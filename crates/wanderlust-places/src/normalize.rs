//! Mapping of raw provider entries into the normalized shapes in
//! [`crate::model`].
//!
//! Every function here is pure: identical input yields identical output.

use std::collections::BTreeSet;

use crate::model::{
    Category, Coordinates, GeocodeResult, NearbyPlace, PlaceDetail, PlaceRecord, PriceLevel,
    Review,
};
use crate::types::{RawGeocode, RawPhoto, RawPlace};

/// Rating used when the provider omits one.
pub const DEFAULT_RATING: f64 = 4.5;

pub const SEARCH_PHOTO_WIDTH: u32 = 400;
pub const DETAIL_PHOTO_WIDTH: u32 = 800;
pub const MAX_DETAIL_PHOTOS: usize = 5;
pub const MAX_DETAIL_REVIEWS: usize = 3;

pub const UNKNOWN_COUNTRY: &str = "Unknown";

/// Stock image used when a place has no usable photo.
pub const FALLBACK_IMAGE_URL: &str =
    "https://images.pexels.com/photos/1591373/pexels-photo-1591373.jpeg?auto=compress&cs=tinysrgb&w=400";

/// Where photo URLs point and which key signs them.
#[derive(Debug, Clone, Copy)]
pub struct PhotoSource<'a> {
    pub base_url: &'a str,
    pub api_key: &'a str,
}

impl PhotoSource<'_> {
    fn url(&self, reference: &str, width: u32) -> Option<String> {
        photo_url(self.base_url, reference, width, Some(self.api_key))
    }

    fn first_url(&self, photos: &[RawPhoto], width: u32) -> Option<String> {
        photos
            .iter()
            .filter_map(|p| p.photo_reference.as_deref())
            .find_map(|r| self.url(r, width))
    }
}

/// Builds a provider photo URL for a photo reference.
///
/// Returns `None` when no key is available: an unsigned photo URL is useless
/// to the client.
#[must_use]
pub fn photo_url(base_url: &str, reference: &str, width: u32, api_key: Option<&str>) -> Option<String> {
    let key = api_key.map(str::trim).filter(|k| !k.is_empty())?;
    let reference = reference.trim();
    if reference.is_empty() {
        return None;
    }
    let base = base_url.trim_end_matches('/');
    Some(format!(
        "{base}/place/photo?maxwidth={width}&photoreference={reference}&key={key}"
    ))
}

/// Maps the provider's 0–4 price level onto the three app tiers.
#[must_use]
pub fn map_price_level(price_level: Option<i64>) -> PriceLevel {
    match price_level {
        Some(0 | 1) => PriceLevel::Budget,
        Some(3 | 4) => PriceLevel::Luxury,
        _ => PriceLevel::Moderate,
    }
}

fn category_for_type(place_type: &str) -> Option<Category> {
    match place_type {
        "tourist_attraction" | "museum" => Some(Category::Culture),
        "natural_feature" | "park" => Some(Category::Nature),
        "amusement_park" | "zoo" => Some(Category::Adventure),
        "beach" | "spa" => Some(Category::Relaxation),
        "shopping_mall" | "restaurant" | "locality" | "administrative_area_level_1" => {
            Some(Category::Urban)
        }
        _ => None,
    }
}

/// Collapses provider place types into app categories.
///
/// Unknown types are ignored. The result is never empty: with no match it
/// is `{culture}`.
#[must_use]
pub fn extract_categories<S: AsRef<str>>(types: &[S]) -> BTreeSet<Category> {
    let mut categories: BTreeSet<Category> = types
        .iter()
        .filter_map(|t| category_for_type(t.as_ref()))
        .collect();
    if categories.is_empty() {
        categories.insert(Category::Culture);
    }
    categories
}

/// Takes the last `", "`-separated segment of a formatted address.
#[must_use]
pub fn extract_country(address: &str) -> String {
    address
        .rsplit(", ")
        .next()
        .map(str::trim)
        .filter(|s| !s.is_empty())
        .map_or_else(|| UNKNOWN_COUNTRY.to_string(), ToOwned::to_owned)
}

fn coordinates(raw: &RawPlace) -> Option<Coordinates> {
    raw.geometry.map(|g| Coordinates {
        lat: g.location.lat,
        lng: g.location.lng,
    })
}

fn describe(name: &str) -> String {
    format!("Discover the beauty and culture of {name}")
}

/// Maps a text-search result. Entries without an id or name are dropped.
#[must_use]
pub fn normalize_place(raw: &RawPlace, photos: PhotoSource<'_>) -> Option<PlaceRecord> {
    let id = raw.place_id.clone()?;
    let name = raw.name.clone()?;

    Some(PlaceRecord {
        country: extract_country(raw.formatted_address.as_deref().unwrap_or_default()),
        coordinates: coordinates(raw),
        rating: raw.rating.unwrap_or(DEFAULT_RATING),
        price_level: map_price_level(raw.price_level),
        categories: extract_categories(&raw.types),
        image_url: photos
            .first_url(&raw.photos, SEARCH_PHOTO_WIDTH)
            .unwrap_or_else(|| FALLBACK_IMAGE_URL.to_string()),
        description: describe(&name),
        id,
        name,
    })
}

/// Maps a details result.
///
/// `requested_id` stands in for a missing `place_id` so the detail is always
/// keyed by what the caller asked for.
#[must_use]
pub fn normalize_details(raw: &RawPlace, requested_id: &str, photos: PhotoSource<'_>) -> PlaceDetail {
    let name = raw
        .name
        .clone()
        .or_else(|| raw.formatted_address.clone())
        .unwrap_or_else(|| requested_id.to_string());

    let photo_urls: Vec<String> = raw
        .photos
        .iter()
        .take(MAX_DETAIL_PHOTOS)
        .filter_map(|p| p.photo_reference.as_deref())
        .filter_map(|r| photos.url(r, DETAIL_PHOTO_WIDTH))
        .collect();

    let reviews = raw
        .reviews
        .iter()
        .take(MAX_DETAIL_REVIEWS)
        .map(|r| Review {
            author: r.author_name.clone().unwrap_or_default(),
            rating: r.rating.unwrap_or(0.0),
            text: r.text.clone().unwrap_or_default(),
        })
        .collect();

    let place = PlaceRecord {
        id: raw
            .place_id
            .clone()
            .unwrap_or_else(|| requested_id.to_string()),
        country: extract_country(raw.formatted_address.as_deref().unwrap_or_default()),
        coordinates: coordinates(raw),
        rating: raw.rating.unwrap_or(DEFAULT_RATING),
        price_level: map_price_level(raw.price_level),
        categories: extract_categories(&raw.types),
        image_url: photo_urls
            .first()
            .cloned()
            .unwrap_or_else(|| FALLBACK_IMAGE_URL.to_string()),
        description: describe(&name),
        name,
    };

    PlaceDetail {
        place,
        address: raw.formatted_address.clone(),
        website: raw.website.clone(),
        phone: raw.formatted_phone_number.clone(),
        photo_urls,
        reviews,
    }
}

/// Maps a nearby-search result. Entries without an id or name are dropped.
#[must_use]
pub fn normalize_nearby(raw: &RawPlace, photos: PhotoSource<'_>) -> Option<NearbyPlace> {
    Some(NearbyPlace {
        id: raw.place_id.clone()?,
        name: raw.name.clone()?,
        vicinity: raw.vicinity.clone(),
        coordinates: coordinates(raw),
        rating: raw.rating.unwrap_or(DEFAULT_RATING),
        price_level: map_price_level(raw.price_level),
        categories: extract_categories(&raw.types),
        image_url: photos
            .first_url(&raw.photos, SEARCH_PHOTO_WIDTH)
            .unwrap_or_else(|| FALLBACK_IMAGE_URL.to_string()),
    })
}

/// Maps a geocoding result. Results without geometry carry no answer and map
/// to `None`.
#[must_use]
pub fn normalize_geocode(raw: &RawGeocode, address: &str) -> Option<GeocodeResult> {
    let location = raw.geometry?.location;
    Some(GeocodeResult {
        lat: location.lat,
        lng: location.lng,
        formatted_address: raw
            .formatted_address
            .clone()
            .unwrap_or_else(|| address.trim().to_string()),
        place_id: raw.place_id.clone(),
    })
}

#[cfg(test)]
mod tests {
    use super::*;
    use crate::types::{Geometry, LatLng, RawReview};

    const BASE: &str = "https://maps.googleapis.com/maps/api";

    fn source() -> PhotoSource<'static> {
        PhotoSource {
            base_url: BASE,
            api_key: "K",
        }
    }

    fn photo(reference: &str) -> RawPhoto {
        RawPhoto {
            photo_reference: Some(reference.to_string()),
        }
    }

    fn raw_place() -> RawPlace {
        RawPlace {
            place_id: Some("ChIJ-eiffel".to_string()),
            name: Some("Eiffel Tower".to_string()),
            formatted_address: Some("Champ de Mars, 75007 Paris, France".to_string()),
            geometry: Some(Geometry {
                location: LatLng {
                    lat: 48.8584,
                    lng: 2.2945,
                },
            }),
            photos: vec![photo("ref1")],
            rating: Some(4.7),
            price_level: Some(3),
            types: vec!["tourist_attraction".to_string(), "point_of_interest".to_string()],
            ..RawPlace::default()
        }
    }

    #[test]
    fn map_price_level_covers_full_table() {
        assert_eq!(map_price_level(Some(0)), PriceLevel::Budget);
        assert_eq!(map_price_level(Some(1)), PriceLevel::Budget);
        assert_eq!(map_price_level(Some(2)), PriceLevel::Moderate);
        assert_eq!(map_price_level(Some(3)), PriceLevel::Luxury);
        assert_eq!(map_price_level(Some(4)), PriceLevel::Luxury);
    }

    #[test]
    fn map_price_level_unknown_is_moderate() {
        assert_eq!(map_price_level(None), PriceLevel::Moderate);
        assert_eq!(map_price_level(Some(7)), PriceLevel::Moderate);
        assert_eq!(map_price_level(Some(-1)), PriceLevel::Moderate);
    }

    #[test]
    fn extract_categories_museum_and_park() {
        let categories = extract_categories(&["museum", "park"]);
        assert_eq!(
            categories,
            BTreeSet::from([Category::Culture, Category::Nature])
        );
    }

    #[test]
    fn extract_categories_deduplicates() {
        let categories = extract_categories(&["museum", "tourist_attraction", "restaurant", "locality"]);
        assert_eq!(categories.len(), 2);
        assert!(categories.contains(&Category::Culture));
        assert!(categories.contains(&Category::Urban));
    }

    #[test]
    fn extract_categories_defaults_to_culture() {
        let empty: [&str; 0] = [];
        assert_eq!(extract_categories(&empty), BTreeSet::from([Category::Culture]));
        assert_eq!(
            extract_categories(&["point_of_interest", "establishment"]),
            BTreeSet::from([Category::Culture])
        );
    }

    #[test]
    fn extract_country_takes_last_segment() {
        assert_eq!(extract_country("123 Main St, Springfield, USA"), "USA");
        assert_eq!(extract_country("Iceland"), "Iceland");
    }

    #[test]
    fn extract_country_empty_is_unknown() {
        assert_eq!(extract_country(""), "Unknown");
        assert_eq!(extract_country("   "), "Unknown");
    }

    #[test]
    fn photo_url_exact_format() {
        let url = photo_url("https://maps.googleapis.com/maps/api", "ref1", 400, Some("K"));
        assert_eq!(
            url.as_deref(),
            Some("https://maps.googleapis.com/maps/api/place/photo?maxwidth=400&photoreference=ref1&key=K")
        );
    }

    #[test]
    fn photo_url_trims_trailing_slash() {
        let url = photo_url("http://localhost:9000/", "r", 800, Some("K")).unwrap();
        assert_eq!(url, "http://localhost:9000/place/photo?maxwidth=800&photoreference=r&key=K");
    }

    #[test]
    fn photo_url_omitted_without_key() {
        assert!(photo_url(BASE, "ref1", 400, None).is_none());
        assert!(photo_url(BASE, "ref1", 400, Some("  ")).is_none());
    }

    #[test]
    fn normalize_place_maps_all_fields() {
        let record = normalize_place(&raw_place(), source()).expect("record");
        assert_eq!(record.id, "ChIJ-eiffel");
        assert_eq!(record.country, "France");
        assert_eq!(record.price_level, PriceLevel::Luxury);
        assert!((record.rating - 4.7).abs() < f64::EPSILON);
        assert_eq!(record.categories, BTreeSet::from([Category::Culture]));
        assert_eq!(
            record.image_url,
            format!("{BASE}/place/photo?maxwidth=400&photoreference=ref1&key=K")
        );
        assert_eq!(record.description, "Discover the beauty and culture of Eiffel Tower");
        let coords = record.coordinates.expect("coordinates");
        assert!((coords.lat - 48.8584).abs() < f64::EPSILON);
    }

    #[test]
    fn normalize_place_defaults_missing_fields() {
        let raw = RawPlace {
            place_id: Some("x".to_string()),
            name: Some("Nowhere".to_string()),
            ..RawPlace::default()
        };
        let record = normalize_place(&raw, source()).expect("record");
        assert_eq!(record.country, "Unknown");
        assert!(record.coordinates.is_none());
        assert!((record.rating - DEFAULT_RATING).abs() < f64::EPSILON);
        assert_eq!(record.price_level, PriceLevel::Moderate);
        assert_eq!(record.image_url, FALLBACK_IMAGE_URL);
    }

    #[test]
    fn normalize_place_skips_entries_without_id() {
        let raw = RawPlace {
            name: Some("Anonymous".to_string()),
            ..RawPlace::default()
        };
        assert!(normalize_place(&raw, source()).is_none());
    }

    #[test]
    fn normalize_details_caps_photos_and_reviews() {
        let mut raw = raw_place();
        raw.photos = (0..8).map(|i| photo(&format!("ref{i}"))).collect();
        raw.reviews = (0..6)
            .map(|i| RawReview {
                author_name: Some(format!("author{i}")),
                rating: Some(5.0),
                text: Some("great".to_string()),
            })
            .collect();
        raw.website = Some("https://www.toureiffel.paris".to_string());

        let detail = normalize_details(&raw, "ChIJ-eiffel", source());
        assert_eq!(detail.photo_urls.len(), MAX_DETAIL_PHOTOS);
        assert_eq!(detail.reviews.len(), MAX_DETAIL_REVIEWS);
        assert_eq!(detail.reviews[0].author, "author0");
        assert!(detail.photo_urls[0].contains("maxwidth=800"));
        assert_eq!(detail.place.image_url, detail.photo_urls[0]);
        assert_eq!(detail.website.as_deref(), Some("https://www.toureiffel.paris"));
    }

    #[test]
    fn normalize_details_falls_back_to_requested_id() {
        let raw = RawPlace::default();
        let detail = normalize_details(&raw, "requested", source());
        assert_eq!(detail.place.id, "requested");
        assert_eq!(detail.place.name, "requested");
        assert!(detail.photo_urls.is_empty());
        assert_eq!(detail.place.image_url, FALLBACK_IMAGE_URL);
    }

    #[test]
    fn normalize_nearby_keeps_vicinity() {
        let mut raw = raw_place();
        raw.vicinity = Some("7th arrondissement".to_string());
        raw.rating = None;
        let nearby = normalize_nearby(&raw, source()).expect("nearby");
        assert_eq!(nearby.vicinity.as_deref(), Some("7th arrondissement"));
        assert!((nearby.rating - DEFAULT_RATING).abs() < f64::EPSILON);
    }

    #[test]
    fn normalize_geocode_requires_geometry() {
        let raw = RawGeocode {
            formatted_address: Some("Berlin, Germany".to_string()),
            geometry: None,
            place_id: None,
        };
        assert!(normalize_geocode(&raw, "Berlin").is_none());

        let raw = RawGeocode {
            geometry: Some(Geometry {
                location: LatLng { lat: 52.52, lng: 13.405 },
            }),
            ..raw
        };
        let result = normalize_geocode(&raw, "Berlin").expect("result");
        assert_eq!(result.formatted_address, "Berlin, Germany");
        assert!((result.lat - 52.52).abs() < f64::EPSILON);
    }

    #[test]
    fn normalization_is_idempotent() {
        let raw = raw_place();
        let a = serde_json::to_string(&normalize_place(&raw, source())).unwrap();
        let b = serde_json::to_string(&normalize_place(&raw, source())).unwrap();
        assert_eq!(a, b);
    }
}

> _Assignment_:
Your task is to transcribe the line containing "let raw = raw_place();" and every line after it, through the last line of the data, exactly as written and with nothing more.

> _Solution for this exercise_:
        let raw = raw_place();
        let a = serde_json::to_string(&normalize_place(&raw, source())).unwrap();
        let b = serde_json::to_string(&normalize_place(&raw, source())).unwrap();
        assert_eq!(a, b);
    }
}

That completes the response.